● **THE DATA**
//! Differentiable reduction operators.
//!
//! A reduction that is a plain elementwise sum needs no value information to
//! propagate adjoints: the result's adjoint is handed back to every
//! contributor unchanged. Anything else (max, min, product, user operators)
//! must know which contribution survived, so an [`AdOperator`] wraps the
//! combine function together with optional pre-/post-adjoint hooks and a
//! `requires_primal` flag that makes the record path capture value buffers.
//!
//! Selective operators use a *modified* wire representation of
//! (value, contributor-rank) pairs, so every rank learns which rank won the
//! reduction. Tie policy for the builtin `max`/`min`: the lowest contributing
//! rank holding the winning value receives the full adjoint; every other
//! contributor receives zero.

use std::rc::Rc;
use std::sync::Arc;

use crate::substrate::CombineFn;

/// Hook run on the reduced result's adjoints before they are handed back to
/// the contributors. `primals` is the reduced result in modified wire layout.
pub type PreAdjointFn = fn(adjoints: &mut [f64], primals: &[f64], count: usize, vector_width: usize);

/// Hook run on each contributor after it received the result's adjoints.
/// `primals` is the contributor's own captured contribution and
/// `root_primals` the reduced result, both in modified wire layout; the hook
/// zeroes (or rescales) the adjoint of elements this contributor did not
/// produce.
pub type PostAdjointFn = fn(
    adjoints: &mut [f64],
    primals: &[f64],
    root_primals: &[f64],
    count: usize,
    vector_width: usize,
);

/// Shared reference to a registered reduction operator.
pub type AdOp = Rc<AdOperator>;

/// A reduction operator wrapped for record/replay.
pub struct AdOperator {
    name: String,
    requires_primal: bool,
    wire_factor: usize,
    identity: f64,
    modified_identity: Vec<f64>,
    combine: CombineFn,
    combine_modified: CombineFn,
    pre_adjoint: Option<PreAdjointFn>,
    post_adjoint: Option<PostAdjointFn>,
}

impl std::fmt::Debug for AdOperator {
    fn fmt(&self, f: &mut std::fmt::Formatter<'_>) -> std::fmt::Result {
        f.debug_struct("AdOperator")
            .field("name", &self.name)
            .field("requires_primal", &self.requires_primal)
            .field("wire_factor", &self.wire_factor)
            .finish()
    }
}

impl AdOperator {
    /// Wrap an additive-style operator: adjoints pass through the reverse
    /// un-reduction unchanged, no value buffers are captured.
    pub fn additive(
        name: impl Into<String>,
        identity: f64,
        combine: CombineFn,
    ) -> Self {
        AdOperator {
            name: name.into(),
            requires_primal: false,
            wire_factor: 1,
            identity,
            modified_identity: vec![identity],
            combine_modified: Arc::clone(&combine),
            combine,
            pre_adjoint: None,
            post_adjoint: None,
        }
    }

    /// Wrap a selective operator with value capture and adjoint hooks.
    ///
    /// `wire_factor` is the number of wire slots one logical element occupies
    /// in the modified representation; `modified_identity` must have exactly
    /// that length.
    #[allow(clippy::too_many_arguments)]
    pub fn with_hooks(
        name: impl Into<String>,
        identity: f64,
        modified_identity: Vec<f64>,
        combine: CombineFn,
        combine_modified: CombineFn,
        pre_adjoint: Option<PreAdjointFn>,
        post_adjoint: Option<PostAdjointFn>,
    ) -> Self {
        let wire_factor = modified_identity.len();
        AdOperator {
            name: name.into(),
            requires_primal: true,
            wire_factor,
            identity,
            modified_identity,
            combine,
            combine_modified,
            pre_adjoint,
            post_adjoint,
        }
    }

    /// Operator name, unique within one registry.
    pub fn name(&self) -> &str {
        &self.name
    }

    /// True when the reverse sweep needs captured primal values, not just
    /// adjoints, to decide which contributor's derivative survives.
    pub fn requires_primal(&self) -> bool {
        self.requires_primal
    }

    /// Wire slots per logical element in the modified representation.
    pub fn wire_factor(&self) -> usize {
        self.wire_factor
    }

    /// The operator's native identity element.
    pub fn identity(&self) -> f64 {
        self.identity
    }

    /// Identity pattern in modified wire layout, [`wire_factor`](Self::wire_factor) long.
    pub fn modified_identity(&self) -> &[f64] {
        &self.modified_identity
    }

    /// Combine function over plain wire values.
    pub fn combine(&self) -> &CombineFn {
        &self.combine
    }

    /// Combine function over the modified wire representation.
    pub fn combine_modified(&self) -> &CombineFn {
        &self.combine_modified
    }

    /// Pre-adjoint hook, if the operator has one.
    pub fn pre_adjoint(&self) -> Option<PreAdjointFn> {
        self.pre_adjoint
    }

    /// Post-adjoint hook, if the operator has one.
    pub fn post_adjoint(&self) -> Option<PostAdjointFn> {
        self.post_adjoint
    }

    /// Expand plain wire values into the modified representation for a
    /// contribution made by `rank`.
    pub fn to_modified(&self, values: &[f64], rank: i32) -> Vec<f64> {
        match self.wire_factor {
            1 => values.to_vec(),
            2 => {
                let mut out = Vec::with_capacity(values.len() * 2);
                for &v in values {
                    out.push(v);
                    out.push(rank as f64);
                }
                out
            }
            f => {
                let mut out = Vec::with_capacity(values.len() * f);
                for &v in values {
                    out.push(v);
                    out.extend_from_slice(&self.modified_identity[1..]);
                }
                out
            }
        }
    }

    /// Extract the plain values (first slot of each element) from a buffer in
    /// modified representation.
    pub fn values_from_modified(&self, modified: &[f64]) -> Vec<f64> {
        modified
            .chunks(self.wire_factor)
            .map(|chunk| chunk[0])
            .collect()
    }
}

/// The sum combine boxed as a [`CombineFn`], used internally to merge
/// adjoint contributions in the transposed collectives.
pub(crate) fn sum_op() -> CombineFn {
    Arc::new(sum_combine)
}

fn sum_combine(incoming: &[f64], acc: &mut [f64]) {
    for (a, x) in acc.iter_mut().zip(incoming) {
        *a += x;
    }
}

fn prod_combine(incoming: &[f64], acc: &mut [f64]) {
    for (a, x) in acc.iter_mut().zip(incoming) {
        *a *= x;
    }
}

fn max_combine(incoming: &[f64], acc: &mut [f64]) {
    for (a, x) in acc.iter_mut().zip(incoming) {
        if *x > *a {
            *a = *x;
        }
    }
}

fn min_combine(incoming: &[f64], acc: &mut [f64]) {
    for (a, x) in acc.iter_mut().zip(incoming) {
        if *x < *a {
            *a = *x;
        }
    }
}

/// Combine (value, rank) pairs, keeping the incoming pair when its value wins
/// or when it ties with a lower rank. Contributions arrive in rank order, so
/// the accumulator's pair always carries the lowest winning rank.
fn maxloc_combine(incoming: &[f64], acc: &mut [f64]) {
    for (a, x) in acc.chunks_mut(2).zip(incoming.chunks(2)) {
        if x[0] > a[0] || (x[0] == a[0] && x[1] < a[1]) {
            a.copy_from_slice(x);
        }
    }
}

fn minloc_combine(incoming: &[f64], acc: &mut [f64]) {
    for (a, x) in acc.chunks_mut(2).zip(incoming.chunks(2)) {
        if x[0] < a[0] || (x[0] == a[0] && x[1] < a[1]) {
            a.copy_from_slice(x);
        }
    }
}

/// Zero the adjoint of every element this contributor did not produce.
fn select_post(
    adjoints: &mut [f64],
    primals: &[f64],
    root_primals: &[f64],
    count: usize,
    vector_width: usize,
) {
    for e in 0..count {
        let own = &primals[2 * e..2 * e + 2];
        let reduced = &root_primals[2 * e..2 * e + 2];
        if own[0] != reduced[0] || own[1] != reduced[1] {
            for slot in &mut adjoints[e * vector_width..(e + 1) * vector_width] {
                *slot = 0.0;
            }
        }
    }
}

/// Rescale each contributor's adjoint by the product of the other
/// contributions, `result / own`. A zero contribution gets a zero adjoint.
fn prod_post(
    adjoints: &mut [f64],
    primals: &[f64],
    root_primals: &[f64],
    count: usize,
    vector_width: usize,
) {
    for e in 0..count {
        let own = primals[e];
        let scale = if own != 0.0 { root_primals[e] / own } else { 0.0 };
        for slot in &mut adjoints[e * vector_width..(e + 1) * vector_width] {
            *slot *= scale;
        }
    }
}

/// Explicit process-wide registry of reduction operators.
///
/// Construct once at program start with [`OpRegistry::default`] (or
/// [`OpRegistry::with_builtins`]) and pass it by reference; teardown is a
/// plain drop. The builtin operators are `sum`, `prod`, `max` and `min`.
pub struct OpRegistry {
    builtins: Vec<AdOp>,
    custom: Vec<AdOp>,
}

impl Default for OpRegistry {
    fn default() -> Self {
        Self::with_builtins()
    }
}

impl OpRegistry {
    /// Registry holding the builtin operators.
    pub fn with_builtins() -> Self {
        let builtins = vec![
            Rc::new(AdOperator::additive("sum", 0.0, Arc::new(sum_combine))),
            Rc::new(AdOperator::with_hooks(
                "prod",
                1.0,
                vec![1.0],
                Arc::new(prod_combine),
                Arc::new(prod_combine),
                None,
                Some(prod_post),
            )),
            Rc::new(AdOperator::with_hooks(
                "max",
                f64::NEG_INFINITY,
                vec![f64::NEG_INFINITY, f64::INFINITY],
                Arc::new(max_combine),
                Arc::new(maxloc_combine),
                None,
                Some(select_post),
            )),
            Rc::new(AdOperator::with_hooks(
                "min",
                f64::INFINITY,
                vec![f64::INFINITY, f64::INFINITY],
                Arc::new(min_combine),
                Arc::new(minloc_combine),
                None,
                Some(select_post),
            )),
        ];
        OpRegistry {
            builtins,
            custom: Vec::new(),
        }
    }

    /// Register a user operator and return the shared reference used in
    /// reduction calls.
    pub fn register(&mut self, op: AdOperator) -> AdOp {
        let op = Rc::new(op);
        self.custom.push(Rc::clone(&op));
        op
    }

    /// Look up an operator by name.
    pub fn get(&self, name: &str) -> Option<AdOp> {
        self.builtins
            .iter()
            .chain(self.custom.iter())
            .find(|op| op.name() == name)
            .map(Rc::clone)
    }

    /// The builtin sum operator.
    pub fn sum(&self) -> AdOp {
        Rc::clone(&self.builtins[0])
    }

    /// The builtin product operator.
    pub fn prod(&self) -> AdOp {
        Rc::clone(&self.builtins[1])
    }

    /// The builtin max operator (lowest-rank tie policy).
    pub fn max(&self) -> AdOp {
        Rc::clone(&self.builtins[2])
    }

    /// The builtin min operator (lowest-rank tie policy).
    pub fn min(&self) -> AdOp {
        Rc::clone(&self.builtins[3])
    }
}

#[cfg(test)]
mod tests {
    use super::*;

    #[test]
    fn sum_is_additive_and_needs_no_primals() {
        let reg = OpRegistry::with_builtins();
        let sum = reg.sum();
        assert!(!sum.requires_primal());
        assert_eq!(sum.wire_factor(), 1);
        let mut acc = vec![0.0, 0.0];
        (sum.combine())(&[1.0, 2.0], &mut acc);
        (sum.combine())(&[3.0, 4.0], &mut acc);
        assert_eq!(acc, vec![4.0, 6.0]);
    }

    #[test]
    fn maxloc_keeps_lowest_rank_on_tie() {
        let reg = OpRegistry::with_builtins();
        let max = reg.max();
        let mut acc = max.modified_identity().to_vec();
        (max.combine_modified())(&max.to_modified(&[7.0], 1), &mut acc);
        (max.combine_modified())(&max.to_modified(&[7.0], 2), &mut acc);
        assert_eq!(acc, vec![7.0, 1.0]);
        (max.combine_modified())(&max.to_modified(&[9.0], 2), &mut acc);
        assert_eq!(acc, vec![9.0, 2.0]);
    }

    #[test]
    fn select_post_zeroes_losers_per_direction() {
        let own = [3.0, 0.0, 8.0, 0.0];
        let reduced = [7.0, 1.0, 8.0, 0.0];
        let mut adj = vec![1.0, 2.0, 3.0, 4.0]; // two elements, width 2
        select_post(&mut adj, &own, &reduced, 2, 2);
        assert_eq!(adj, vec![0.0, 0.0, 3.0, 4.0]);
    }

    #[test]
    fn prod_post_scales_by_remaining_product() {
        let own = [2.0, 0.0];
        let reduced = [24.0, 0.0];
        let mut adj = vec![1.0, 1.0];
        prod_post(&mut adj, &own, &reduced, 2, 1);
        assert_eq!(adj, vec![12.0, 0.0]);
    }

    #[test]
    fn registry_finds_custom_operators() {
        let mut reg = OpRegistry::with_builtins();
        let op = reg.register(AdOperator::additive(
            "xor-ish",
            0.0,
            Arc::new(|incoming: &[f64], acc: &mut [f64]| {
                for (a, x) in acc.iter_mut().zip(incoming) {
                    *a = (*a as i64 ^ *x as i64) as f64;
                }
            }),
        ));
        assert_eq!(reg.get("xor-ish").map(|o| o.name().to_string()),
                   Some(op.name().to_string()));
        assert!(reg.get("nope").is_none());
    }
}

● **PROMPT**
What is needed is an exact copy of the entries from their first line down to the line with "the result's adjoints.", that line included, and nothing beyond it.

● **EXERCISE ANSWER**
//! Differentiable reduction operators.
//!
//! A reduction that is a plain elementwise sum needs no value information to
//! propagate adjoints: the result's adjoint is handed back to every
//! contributor unchanged. Anything else (max, min, product, user operators)
//! must know which contribution survived, so an [`AdOperator`] wraps the
//! combine function together with optional pre-/post-adjoint hooks and a
//! `requires_primal` flag that makes the record path capture value buffers.
//!
//! Selective operators use a *modified* wire representation of
//! (value, contributor-rank) pairs, so every rank learns which rank won the
//! reduction. Tie policy for the builtin `max`/`min`: the lowest contributing
//! rank holding the winning value receives the full adjoint; every other
//! contributor receives zero.

use std::rc::Rc;
use std::sync::Arc;

use crate::substrate::CombineFn;

/// Hook run on the reduced result's adjoints before they are handed back to
/// the contributors. `primals` is the reduced result in modified wire layout.
pub type PreAdjointFn = fn(adjoints: &mut [f64], primals: &[f64], count: usize, vector_width: usize);

/// Hook run on each contributor after it received the result's adjoints.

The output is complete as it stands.